Para o juiz titular do Juizado Especial Criminal Unificado de Cuiabá, Mário Roberto Kono, apesar de não existirem dados locais catalogados, o índice de reincidência da violência contra a mulher - em Mato Grosso - ultrapassa os 16% obtidos por uma pesquisa recente do Núcleo de Estudos da Violência da Universidade de São Paulo (USP).

O medo, a vergonha e a impunidade são motivos que levam a vítima a desistir do processo. Na maior parte do país, quando a justiça "mete a colher" pune o agressor apenas com o pagamento de cestas básicas ou prestação de serviços à comunidade. "É uma punição dupla para a mulher que resolveu denunciar, pois, com essa pena, grande parte dos agressores tira alimentos da boca do próprio filho. Resolvemos acabar com essa prática equivocada", completa o juiz Kono, único do Estado que teve a iniciativa de criar um Núcleo de Assistência Psicossocial Forense (NUPS) para aplicar penas terapêuticas aos agressores da violência familiar e prestar auxílio psicológico também às vítimas.

O juiz explica que o apoio psicológico é fundamental para que o casal decida como viver dali para frente. Para a mulher agredida, é um momento único e decisivo de reflexão. Mudar paradigmas e rever a própria maneira de ser, de pensar, longe do agressor e da vida de sofrimentos que conhecia até aquele momento não é simples, pelo menos é isso que confirma a Psicóloga do NUPS, Priscila Batistuta Nóbrega. Segundo ela, dizer que mulher gosta de apanhar é uma desculpa que apenas reforça a violência. "Quem diz isso não pensou ou vivenciou o assunto, não se colocou no lugar do outro. Ninguém gosta de apanhar ou sofrer. As pessoas apenas se acostumam à situação, por um ou outro motivo. A violência na nossa sociedade é cultural, aprendemos e a mantemos através de pensamentos como esse".

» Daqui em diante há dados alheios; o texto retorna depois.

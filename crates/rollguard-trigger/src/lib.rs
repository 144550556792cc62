//! rollguard-trigger: the trigger monitor.
//!
//! Watches independent health signals and requests an automatic rollback
//! when one of them stays bad for its whole dwell window.
//!
//! # Architecture
//!
//! ```text
//! TriggerMonitor::run(shutdown)
//!   └── every monitoring_interval
//!       ├── SignalCondition::evaluate()   (one per signal, fixed order)
//!       ├── TriggerSignal::observe()      Idle → Detected(since) → Exceeded
//!       └── first Exceeded → RollbackRequest{full, previous, auto_approved}
//! ```
//!
//! A single false sample resets a signal to `Idle`, so a blip shorter
//! than the window never fires. An evaluation error leaves the signal's
//! state as it was.

pub mod condition;
pub mod monitor;
pub mod signal;

pub use condition::{
    ErrorRate, Evaluation, QuotaExhaustion, RestartRatio, SignalCondition, WorkerAvailability,
};
pub use monitor::{MonitorExit, TriggerMonitor};
pub use signal::{DwellState, TriggerSignal};
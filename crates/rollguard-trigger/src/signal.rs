//! Per-signal dwell state.

use std::time::Duration;

use tokio::time::Instant;
use tracing::{debug, info};

/// Where a signal is in its debounce window.
#[derive(Debug, Clone, Copy, PartialEq, Eq)]
pub enum DwellState {
    Idle,
    /// The condition has been true continuously since this instant.
    Detected { since: Instant },
    /// The condition stayed true for the whole window.
    Exceeded,
}

/// A named condition with its own hysteresis window.
#[derive(Debug, Clone)]
pub struct TriggerSignal {
    name: String,
    window: Duration,
    state: DwellState,
}

impl TriggerSignal {
    /// A signal that starts `Idle`. A zero `window` fires on the first
    /// true sample.
    pub fn new(name: &str, window: Duration) -> Self {
        Self {
            name: name.to_string(),
            window,
            state: DwellState::Idle,
        }
    }

    /// Condition name, used in trigger reasons and logs.
    pub fn name(&self) -> &str {
        &self.name
    }

    /// How long the condition must hold before the signal fires.
    pub fn window(&self) -> Duration {
        self.window
    }

    /// Current dwell state.
    pub fn state(&self) -> DwellState {
        self.state
    }

    /// Advance with one sample taken at `now`.
    ///
    /// Returns true exactly when this sample moves the signal into
    /// `Exceeded`. Further true samples keep it there without firing
    /// again; any false sample resets it to `Idle`.
    pub fn observe(&mut self, condition: bool, now: Instant) -> bool {
        let next = match (self.state, condition) {
            (_, false) => DwellState::Idle,
            (DwellState::Exceeded, true) => DwellState::Exceeded,
            (DwellState::Idle, true) if self.window.is_zero() => DwellState::Exceeded,
            (DwellState::Idle, true) => DwellState::Detected { since: now },
            (DwellState::Detected { since }, true) => {
                if now.saturating_duration_since(since) >= self.window {
                    DwellState::Exceeded
                } else {
                    DwellState::Detected { since }
                }
            }
        };

        let fired = next == DwellState::Exceeded && self.state != DwellState::Exceeded;
        if next != self.state {
            match next {
                DwellState::Idle => debug!(signal = %self.name, "signal cleared"),
                DwellState::Detected { .. } => {
                    debug!(signal = %self.name, window = ?self.window, "signal detected")
                }
                DwellState::Exceeded => {
                    info!(signal = %self.name, window = ?self.window, "signal window exceeded")
                }
            }
        }
        self.state = next;
        fired
    }
}

#[cfg(test)]
mod tests {
    use super::*;

    const WINDOW: Duration = Duration::from_secs(300);

    #[tokio::test(start_paused = true)]
    async fn fires_once_at_window_end() {
        let t0 = Instant::now();
        let mut signal = TriggerSignal::new("error_rate", WINDOW);

        assert!(!signal.observe(true, t0));
        assert_eq!(signal.state(), DwellState::Detected { since: t0 });
        for secs in [60, 120, 180, 240] {
            assert!(!signal.observe(true, t0 + Duration::from_secs(secs)));
        }
        assert!(signal.observe(true, t0 + WINDOW));
        assert_eq!(signal.state(), DwellState::Exceeded);
        assert!(!signal.observe(true, t0 + WINDOW + Duration::from_secs(60)));
    }

    #[tokio::test(start_paused = true)]
    async fn blip_shorter_than_window_never_fires() {
        let t0 = Instant::now();
        let mut signal = TriggerSignal::new("error_rate", WINDOW);
        assert!(!signal.observe(true, t0));
        assert!(!signal.observe(true, t0 + Duration::from_secs(240)));
        assert!(!signal.observe(false, t0 + Duration::from_secs(299)));
        assert_eq!(signal.state(), DwellState::Idle);
        // The window restarts from the next true sample.
        let t1 = t0 + Duration::from_secs(300);
        assert!(!signal.observe(true, t1));
        assert!(!signal.observe(true, t1 + Duration::from_secs(299)));
        assert!(signal.observe(true, t1 + WINDOW + Duration::from_millis(1)));
    }

    #[tokio::test(start_paused = true)]
    async fn reset_after_exceeded_allows_refire() {
        let t0 = Instant::now();
        let mut signal = TriggerSignal::new("restarts", Duration::from_secs(10));
        signal.observe(true, t0);
        assert!(signal.observe(true, t0 + Duration::from_secs(10)));
        signal.observe(false, t0 + Duration::from_secs(20));
        signal.observe(true, t0 + Duration::from_secs(30));
        assert!(signal.observe(true, t0 + Duration::from_secs(40)));
    }

    #[tokio::test(start_paused = true)]
    async fn zero_window_fires_on_first_true_sample() {
        let t0 = Instant::now();
        let mut signal = TriggerSignal::new("quota", Duration::ZERO);
        assert!(!signal.observe(false, t0));
        assert!(signal.observe(true, t0));
        assert!(!signal.observe(true, t0));
    }
}
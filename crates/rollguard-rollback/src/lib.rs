//! rollguard-rollback: the rollback executor.
//!
//! A [`RollbackRequest`](rollguard_core::RollbackRequest) is validated,
//! the current state is backed up, production requests that were not
//! auto-approved are confirmed by an operator, and then each component is
//! reverted and validated in rollback order:
//!
//! ```text
//! monitoring → application → infrastructure → database
//! ```
//!
//! A component that fails to revert or validate is recorded and the
//! remaining components still run. The result is a per-component map,
//! never a single pass/fail.

pub mod application;
pub mod confirm;
pub mod database;
pub mod error;
pub mod executor;
pub mod objects;
pub mod reverter;

pub use application::ApplicationReverter;
pub use confirm::{Confirmer, FixedAnswer};
pub use database::DatabaseReverter;
pub use error::{RevertError, RollbackError, RollbackResult};
pub use executor::{RollbackExecutor, RollbackPolicy};
pub use objects::ObjectReverter;
pub use reverter::{ComponentReverter, RevertContext, RevertTo, Reversal};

Apesar de parecer uma constatação nova, o abismo de diferenças não-biológicas entre homens e mulheres não surgiu ao acaso, ele apenas vem sendo reforçado com maior ou menor força através dos tempos. De acordo com a professora universitária e presidente do Conselho Estadual dos Direitos da Mulheres, Vera Bertolini, a violência contra a mulher em uma sociedade fundamentada a partir do Cristianismo data do livro Sagrado, a Bíblia. Na Gênesis, por exemplo, é atribuída a primeira mulher, Eva, criada a partir da costela do primeiro homem, Adão, a culpa pelo Pecado Original. O "castigo" divino dela por ter comido a "maçã" seria o sofrimento eterno e a obediência ao marido.

Em Cuiabá, cerca de 800 mulheres desistiram de processar seus maridos (agressores). Mesmo assim, ambos se submeteram ao tratamento forense, obrigatório para evitar justamente o arrependimento da mulher. No Juizado Especial Criminal, a violência familiar se tornou assunto prioritário, já que nos últimos três anos, vem se destacando com nada menos que 60% de toda a demanda de casos.

No ano passado, foram pelo menos 4,8 mil processos só de agressão contra a mulher. Na avaliação do juiz Mário Kono, acostumado a lidar com esse tipo de processo, a reconciliação geralmente resulta em mais agressão para a vítima.

"Tem maridos que chegam aqui bravos, dizendo que a mulher é propriedade sua, outros choram, prometem que nunca mais voltarão a bater".